[Opening Input data section]

use std::path::{Path, PathBuf};

use objdb_types::IdRange;
use serde::{Deserialize, Serialize};
use tracing::debug;

use crate::error::{BackendError, BackendResult};

/// Store configuration, usually read from a TOML file.
#[derive(Clone, Debug, PartialEq, Eq, Serialize, Deserialize)]
#[serde(default)]
pub struct StoreConfig {
    /// Name looked up in the [`BackendRegistry`](crate::BackendRegistry).
    pub backend: String,
    /// Storage root for the filesystem backend.
    pub root: PathBuf,
    pub min_id: u32,
    pub max_id: u32,
    /// `fsync` every blob write.
    pub sync_writes: bool,
    /// Optional TOML schema definition.
    pub schema: Option<PathBuf>,
}

impl Default for StoreConfig {
    fn default() -> Self {
        Self {
            backend: "filesystem".into(),
            root: PathBuf::from("objs"),
            min_id: 1,
            max_id: 1_000_000,
            sync_writes: false,
            schema: None,
        }
    }
}

impl StoreConfig {
    /// Parse from TOML text. Missing keys take their defaults.
    pub fn from_toml_str(text: &str) -> BackendResult<Self> {
        toml::from_str(text).map_err(|e| BackendError::Config(e.to_string()))
    }

    /// Load from a file, or return the defaults if it does not exist.
    pub fn load_or_default(path: &Path) -> BackendResult<Self> {
        match std::fs::read_to_string(path) {
            Ok(text) => {
                debug!(path = %path.display(), "loaded store config");
                Self::from_toml_str(&text)
            }
            Err(e) if e.kind() == std::io::ErrorKind::NotFound => {
                debug!(path = %path.display(), "no store config; using defaults");
                Ok(Self::default())
            }
            Err(e) => Err(BackendError::Config(format!("{}: {e}", path.display()))),
        }
    }

    /// The validated identifier range.
    pub fn id_range(&self) -> BackendResult<IdRange> {
        IdRange::new(self.min_id, self.max_id).map_err(|e| BackendError::Config(e.to_string()))
    }
}
/// Errors from blob store operations.
#[derive(Debug, thiserror::Error)]
pub enum StoreError {
    /// I/O error from the underlying storage medium.
    #[error("I/O error: {0}")]
    Io(#[from] std::io::Error),

    /// The blob name is not a single safe path component.
    #[error("invalid blob name {name:?}: {reason}")]
    InvalidName { name: String, reason: String },

    /// The medium cannot currently serve requests.
    #[error("store unavailable: {0}")]
    Unavailable(String),
}

/// Result alias for store operations.
pub type StoreResult<T> = Result<T, StoreError>;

[Closing Input data section]

### [What is being asked]
For the listing above, print only the lines starting at the line containing "#[derive(Debug, thiserror::Error)]" and ending at the line containing "currently serve requests.", exactly, both included.

### [Response box]
#[derive(Debug, thiserror::Error)]
pub enum StoreError {
    /// I/O error from the underlying storage medium.
    #[error("I/O error: {0}")]
    Io(#[from] std::io::Error),

    /// The blob name is not a single safe path component.
    #[error("invalid blob name {name:?}: {reason}")]
    InvalidName { name: String, reason: String },

    /// The medium cannot currently serve requests.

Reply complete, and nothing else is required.